Hubo un conjunto de asentimientos y de murmullos de conformidad en toda la mesa. Vania se alegraba de que, desde la revolución, la verdadera historia hubiera salido a la luz. Al crecer, la habían obligado a aprenderse la versión aprobada por la corona: que las islas de Nueva Pacífica habían sido terraformadas y colonizadas por la primera reina Gala y el primer rey Albie como refugio después de que las Guerras de los Perdidos hubiesen convertido en inhabitables las demás zonas de la tierra.

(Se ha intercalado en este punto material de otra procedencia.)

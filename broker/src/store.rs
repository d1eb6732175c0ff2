//! Persistence contract for the reconciler, plus an in-memory backend.
//!
//! A reconciliation reads the inventory rows of one stay and at most one
//! reservation, then writes everything it changed in a single
//! [`LedgerRepository::commit`]. Backends must apply a commit atomically:
//! either the audit record and every row land, or nothing does.

use roomsync_core::audit::EventAuditRecord;
use roomsync_core::event::StayRange;
use roomsync_core::ids::{ReservationId, RoomId};
use roomsync_core::inventory::InventoryDay;
use roomsync_core::reservation::{Reservation, ReservationKey};
use std::collections::{BTreeMap, HashMap};
use std::future::Future;
use std::pin::Pin;
use std::sync::atomic::{AtomicBool, Ordering};
use std::sync::{Mutex, PoisonError};
use thiserror::Error;

/// Errors from a ledger backend.
#[derive(Error, Debug, Clone, PartialEq, Eq)]
pub enum RepositoryError {
    /// Backend could not be reached.
    #[error("Ledger repository unavailable: {0}")]
    Unavailable(String),

    /// A write would violate a uniqueness constraint.
    #[error("Ledger conflict: {0}")]
    Conflict(String),
}

/// One atomic unit of reconciliation output.
#[derive(Debug, Clone, Default, PartialEq)]
pub struct LedgerCommit {
    /// Audit record for the event being reconciled, if any
    pub audit: Option<EventAuditRecord>,
    /// Inventory rows to insert or overwrite
    pub days: Vec<InventoryDay>,
    /// Reservations to insert or overwrite
    pub reservations: Vec<Reservation>,
}

impl LedgerCommit {
    /// A commit that only records an audit entry
    #[must_use]
    pub fn audit_only(audit: EventAuditRecord) -> Self {
        Self {
            audit: Some(audit),
            ..Self::default()
        }
    }

    /// Whether the commit writes nothing
    #[must_use]
    pub fn is_empty(&self) -> bool {
        self.audit.is_none() && self.days.is_empty() && self.reservations.is_empty()
    }
}

type RepoFuture<'a, T> = Pin<Box<dyn Future<Output = Result<T, RepositoryError>> + Send + 'a>>;

/// Storage for inventory rows, reservations and audit records.
///
/// # Dyn Compatibility
///
/// Returns boxed futures so the reconciler can hold `Arc<dyn LedgerRepository>`.
pub trait LedgerRepository: Send + Sync {
    /// Inventory rows of `room_id` inside `stay`. Missing rows are available.
    ///
    /// # Errors
    ///
    /// Returns [`RepositoryError`] if the backend fails.
    fn load_days(&self, room_id: RoomId, stay: StayRange) -> RepoFuture<'_, Vec<InventoryDay>>;

    /// Reservation by dedup key.
    ///
    /// # Errors
    ///
    /// Returns [`RepositoryError`] if the backend fails.
    fn find_reservation<'a>(
        &'a self,
        key: &'a ReservationKey,
    ) -> RepoFuture<'a, Option<Reservation>>;

    /// Apply a commit atomically.
    ///
    /// # Errors
    ///
    /// Returns [`RepositoryError`] if the backend fails or a uniqueness
    /// constraint would be violated. Nothing is written in that case.
    fn commit(&self, commit: LedgerCommit) -> RepoFuture<'_, ()>;

    /// Every audit record, in commit order.
    ///
    /// # Errors
    ///
    /// Returns [`RepositoryError`] if the backend fails.
    fn audit_log(&self) -> RepoFuture<'_, Vec<EventAuditRecord>>;
}

#[derive(Debug, Default)]
struct LedgerTables {
    days: HashMap<RoomId, BTreeMap<chrono::NaiveDate, InventoryDay>>,
    reservations: HashMap<ReservationKey, Reservation>,
    audit: Vec<EventAuditRecord>,
}

impl LedgerTables {
    fn check(&self, commit: &LedgerCommit) -> Result<(), RepositoryError> {
        for reservation in &commit.reservations {
            if let Some(existing) = self.reservations.get(&reservation.key) {
                if existing.id != reservation.id {
                    return Err(RepositoryError::Conflict(format!(
                        "reservation {} already exists",
                        reservation.key
                    )));
                }
            }
        }
        Ok(())
    }

    fn apply(&mut self, commit: LedgerCommit) {
        for day in commit.days {
            self.days.entry(day.room_id).or_default().insert(day.date, day);
        }
        for reservation in commit.reservations {
            self.reservations.insert(reservation.key.clone(), reservation);
        }
        if let Some(audit) = commit.audit {
            self.audit.push(audit);
        }
    }
}

/// In-memory [`LedgerRepository`].
///
/// One mutex guards every table, so a commit is atomic by construction.
#[derive(Debug, Default)]
pub struct InMemoryLedgerRepository {
    tables: Mutex<LedgerTables>,
    failing: AtomicBool,
}

impl InMemoryLedgerRepository {
    /// Create an empty repository
    #[must_use]
    pub fn new() -> Self {
        Self::default()
    }

    /// Make every subsequent call fail with [`RepositoryError::Unavailable`]
    pub fn set_failing(&self, failing: bool) {
        self.failing.store(failing, Ordering::SeqCst);
    }

    /// All stored rows of a room, ordered by date
    #[must_use]
    pub fn days_for_room(&self, room_id: RoomId) -> Vec<InventoryDay> {
        self.lock()
            .days
            .get(&room_id)
            .map(|days| days.values().cloned().collect())
            .unwrap_or_default()
    }

    /// All stored reservations
    #[must_use]
    pub fn reservations(&self) -> Vec<Reservation> {
        self.lock().reservations.values().cloned().collect()
    }

    /// Reservation by internal id
    #[must_use]
    pub fn reservation_by_id(&self, id: ReservationId) -> Option<Reservation> {
        self.lock()
            .reservations
            .values()
            .find(|reservation| reservation.id == id)
            .cloned()
    }

    fn lock(&self) -> std::sync::MutexGuard<'_, LedgerTables> {
        self.tables.lock().unwrap_or_else(PoisonError::into_inner)
    }

    fn check_available(&self) -> Result<(), RepositoryError> {
        if self.failing.load(Ordering::SeqCst) {
            Err(RepositoryError::Unavailable("ledger offline".to_string()))
        } else {
            Ok(())
        }
    }
}

impl LedgerRepository for InMemoryLedgerRepository {
    fn load_days(&self, room_id: RoomId, stay: StayRange) -> RepoFuture<'_, Vec<InventoryDay>> {
        Box::pin(async move {
            self.check_available()?;
            let tables = self.lock();
            Ok(tables
                .days
                .get(&room_id)
                .map(|days| {
                    days.range(stay.check_in()..stay.check_out())
                        .map(|(_, day)| day.clone())
                        .collect()
                })
                .unwrap_or_default())
        })
    }

    fn find_reservation<'a>(
        &'a self,
        key: &'a ReservationKey,
    ) -> RepoFuture<'a, Option<Reservation>> {
        Box::pin(async move {
            self.check_available()?;
            Ok(self.lock().reservations.get(key).cloned())
        })
    }

    fn commit(&self, commit: LedgerCommit) -> RepoFuture<'_, ()> {
        Box::pin(async move {
            self.check_available()?;
            let mut tables = self.lock();
            tables.check(&commit)?;
            tables.apply(commit);
            Ok(())
        })
    }

    fn audit_log(&self) -> RepoFuture<'_, Vec<EventAuditRecord>> {
        Box::pin(async move {
            self.check_available()?;
            Ok(self.lock().audit.clone())
        })
    }
}

#[cfg(test)]
#[allow(clippy::unwrap_used)]
mod tests {
    use super::*;
    use chrono::{NaiveDate, TimeZone, Utc};
    use roomsync_core::event::{Amount, Guest};
    use roomsync_core::source::SourceType;

    fn stay(from: u32, to: u32) -> StayRange {
        StayRange::new(
            NaiveDate::from_ymd_opt(2025, 8, from).unwrap(),
            NaiveDate::from_ymd_opt(2025, 8, to).unwrap(),
        )
        .unwrap()
    }

    fn reservation(room_id: RoomId, key: &str) -> Reservation {
        Reservation::confirmed(
            ReservationId::new(),
            ReservationKey::new(SourceType::Alpha, key),
            room_id,
            stay(15, 18),
            Guest::default(),
            Amount::from_minor(100),
            Utc.with_ymd_and_hms(2025, 8, 1, 0, 0, 0).unwrap(),
        )
    }

    #[tokio::test]
    async fn load_days_returns_rows_inside_the_stay_only() {
        let repo = InMemoryLedgerRepository::new();
        let room = RoomId::new();
        let days = stay(14, 20)
            .dates()
            .map(|date| InventoryDay::available(room, date))
            .collect();
        repo.commit(LedgerCommit {
            days,
            ..LedgerCommit::default()
        })
        .await
        .unwrap();

        let loaded = repo.load_days(room, stay(15, 18)).await.unwrap();
        let dates: Vec<_> = loaded.iter().map(|day| day.date).collect();
        assert_eq!(dates, stay(15, 18).dates().collect::<Vec<_>>());
        assert!(repo.load_days(RoomId::new(), stay(15, 18)).await.unwrap().is_empty());
    }

    #[tokio::test]
    async fn duplicate_reservation_key_conflicts_and_writes_nothing() {
        let repo = InMemoryLedgerRepository::new();
        let room = RoomId::new();
        let first = reservation(room, "YNJ-1");
        repo.commit(LedgerCommit {
            reservations: vec![first.clone()],
            ..LedgerCommit::default()
        })
        .await
        .unwrap();

        let second = reservation(room, "YNJ-1");
        let err = repo
            .commit(LedgerCommit {
                days: vec![InventoryDay::available(room, stay(15, 16).check_in())],
                reservations: vec![second],
                ..LedgerCommit::default()
            })
            .await
            .unwrap_err();

        assert!(matches!(err, RepositoryError::Conflict(_)));
        assert!(repo.days_for_room(room).is_empty());
        assert_eq!(repo.reservations(), vec![first]);
    }

    #[tokio::test]
    async fn failing_backend_rejects_every_call() {
        let repo = InMemoryLedgerRepository::new();
        repo.set_failing(true);
        let key = ReservationKey::new(SourceType::Beta, "HM1");
        assert!(repo.find_reservation(&key).await.is_err());
        assert!(repo.commit(LedgerCommit::default()).await.is_err());
        assert!(repo.audit_log().await.is_err());
    }
}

Pero era mucho más importante contar la verdad: que la tierra había sido creada por el último general, el que había ganado la última Guerra de los Perdidos resquebrajando la tierra y aniquilando a todos sus enemigos. Si no lo hubiese hecho (quienquiera que fuese ese valiente hombre) Nueva Pacífica no habría llegado a existir.

Los aristos que habían gobernado la tierra durante tanto tiempo no eran nadie, probablemente descendientes de bedeles o de sirvientes en la embarcación del general Perdido. La única razón por la que no habían acabado reducidos era porque habían sido demasiado pobres como para costearse las mejoras genéticas que habían provocado la Reducción accidentalmente. Y luego se habían aprovechado de los descendientes reducidos de las personas que de verdad habían ganado la guerra.

Como el general Perdido. Nadie sabía qué había sido de él, o de su familia. Estaban en el grupo de los perdidos: sus hijos nacieron reducidos. Pero los aristos no habían llevado registros sobre ese tipo de cosas. Podrían incluso haber sido antepasados de los Aldred. Probablemente así era, teniendo en cuenta que Damos Aldred también era un magnífico genio militar.

Y Vania estaba decidida a ser igual.

Mientras se servía el primer plato, el ciudadano Aldred le dirigió su atención.

—¿Cómo va el asedio de la hacienda Ford, Vania?

—Muy bien, señor. Me han dicho que las fortificaciones caerán en menos de una semana.